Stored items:

■ ■ ■ ■ ■ ■ ■

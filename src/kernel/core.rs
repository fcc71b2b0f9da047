//!
//! The back office dispatcher: resolves the caller, runs the access guard,
//! executes approved requests and records committed changes.

use crate::access::guard::AccessGuard;
use crate::access::principal::{Caller, Principal};
use crate::access::roles::{bootstrap_roles, BootstrapReport};
use crate::access::session::{SessionStore, SessionToken};
use crate::config::BackofficeConfig;
use crate::error::BackofficeError;
use crate::events::AuditEvent;
use crate::kernel::request::{Request, Response};
use crate::kernel::runtime::{CrudRuntime, ExecContext, Runtime};
use crate::store::Store;
use crate::time::{Clock, SystemClock};
use crate::types::{RecordId, ResourceKind};

/// The back office, responsible for managing state and serving requests.
#[derive(Debug)]
pub struct Backoffice<R: Runtime = CrudRuntime, C: Clock = SystemClock> {
    /// The authoritative state.
    pub store: Store,
    pub sessions: SessionStore,
    config: BackofficeConfig,
    guard: AccessGuard,
    pub(crate) runtime: R,
    clock: C,
}

impl Backoffice {
    /// An empty back office on the system clock.
    pub fn new(config: BackofficeConfig) -> Result<Self, BackofficeError> {
        Self::with_parts(Store::default(), config, CrudRuntime, SystemClock)
    }
}

impl<R: Runtime, C: Clock> Backoffice<R, C> {
    pub fn with_parts(store: Store, config: BackofficeConfig, runtime: R, clock: C) -> Result<Self, BackofficeError> {
        config.validate()?;
        Ok(Backoffice {
            store,
            sessions: SessionStore::new(),
            config,
            guard: AccessGuard,
            runtime,
            clock,
        })
    }

    pub fn config(&self) -> &BackofficeConfig {
        &self.config
    }

    pub fn clock(&self) -> &C {
        &self.clock
    }

    /// Installs the configured roles.
    pub fn bootstrap_roles(&mut self) -> BootstrapReport {
        bootstrap_roles(&mut self.store, &self.config.roles, &self.config.app_label)
    }

    /// Opens a session for an employee whose credentials were already checked.
    pub fn login(&mut self, employee: RecordId) -> Result<SessionToken, BackofficeError> {
        self.sessions.open(&self.store, employee)
    }

    pub fn logout(&mut self, token: &SessionToken) -> bool {
        self.sessions.close(token)
    }

    /// Resolves a session into a caller. Any resolution failure yields an
    /// anonymous caller.
    pub fn caller(&self, session: Option<&SessionToken>) -> Caller {
        let Some(token) = session else {
            return Caller::Anonymous;
        };
        match self.sessions.resolve(&self.store, token) {
            Ok(user) => Caller::User(user),
            Err(e) => {
                tracing::warn!(error = %e, "session resolution failed; treating request as anonymous");
                Caller::Anonymous
            }
        }
    }

    /// Serves a request on behalf of the session's principal.
    pub fn handle(&mut self, session: Option<&SessionToken>, request: &Request) -> Result<Response, BackofficeError> {
        let caller = self.caller(session);
        self.handle_as(&caller, request)
    }

    /// Serves a request on behalf of an already resolved principal.
    ///
    /// The guard runs first; on refusal the request is answered with a
    /// redirect and neither the store nor the runtime is touched.
    pub fn handle_as<P: Principal + ?Sized>(&mut self, principal: &P, request: &Request) -> Result<Response, BackofficeError> {
        let op = request.protected_operation();
        if let Some(route) = self.guard.check(principal, &op).redirect() {
            return Ok(Response::Redirect(route));
        }

        let ctx = ExecContext {
            now: self.clock.now(),
            actor: principal.employee_id(),
            page_size: self.config.page_size,
            app_label: &self.config.app_label,
        };
        let executed = self.runtime.execute(&mut self.store, request, &ctx)?;
        if let Some(change) = executed.change {
            tracing::info!(
                action = %change.action,
                resource = %change.resource,
                record = %change.record,
                actor = ?ctx.actor,
                "change committed"
            );
            self.store
                .audit_log
                .push(AuditEvent::new(ctx.now, ctx.actor, change.action, change.resource, change.record));
            if change.resource == ResourceKind::Employee {
                self.end_sessions_if_disabled(change.record);
            }
        }
        Ok(executed.response)
    }

    /// Drops the sessions of an employee that was deleted or deactivated.
    fn end_sessions_if_disabled(&mut self, employee: RecordId) {
        if self.store.employees.get(employee).is_some_and(|e| e.is_active) {
            return;
        }
        let closed = self.sessions.close_all(employee);
        if closed > 0 {
            tracing::info!(employee = %employee, closed, "sessions closed");
        }
    }
}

■ ■ ■ ■ ■ ■ ■

> [INSTRUCTIONS FOR THE TASK]: Could you reproduce exactly the lines of the entries above, from the one with "use crate::store::Store;" through the one with "impl<R: Runtime, C: Clock>", and nothing else?

> [RESPONSE AREA]:
use crate::store::Store;
use crate::time::{Clock, SystemClock};
use crate::types::{RecordId, ResourceKind};

/// The back office, responsible for managing state and serving requests.
#[derive(Debug)]
pub struct Backoffice<R: Runtime = CrudRuntime, C: Clock = SystemClock> {
    /// The authoritative state.
    pub store: Store,
    pub sessions: SessionStore,
    config: BackofficeConfig,
    guard: AccessGuard,
    pub(crate) runtime: R,
    clock: C,
}

impl Backoffice {
    /// An empty back office on the system clock.
    pub fn new(config: BackofficeConfig) -> Result<Self, BackofficeError> {
        Self::with_parts(Store::default(), config, CrudRuntime, SystemClock)
    }
}

impl<R: Runtime, C: Clock> Backoffice<R, C> {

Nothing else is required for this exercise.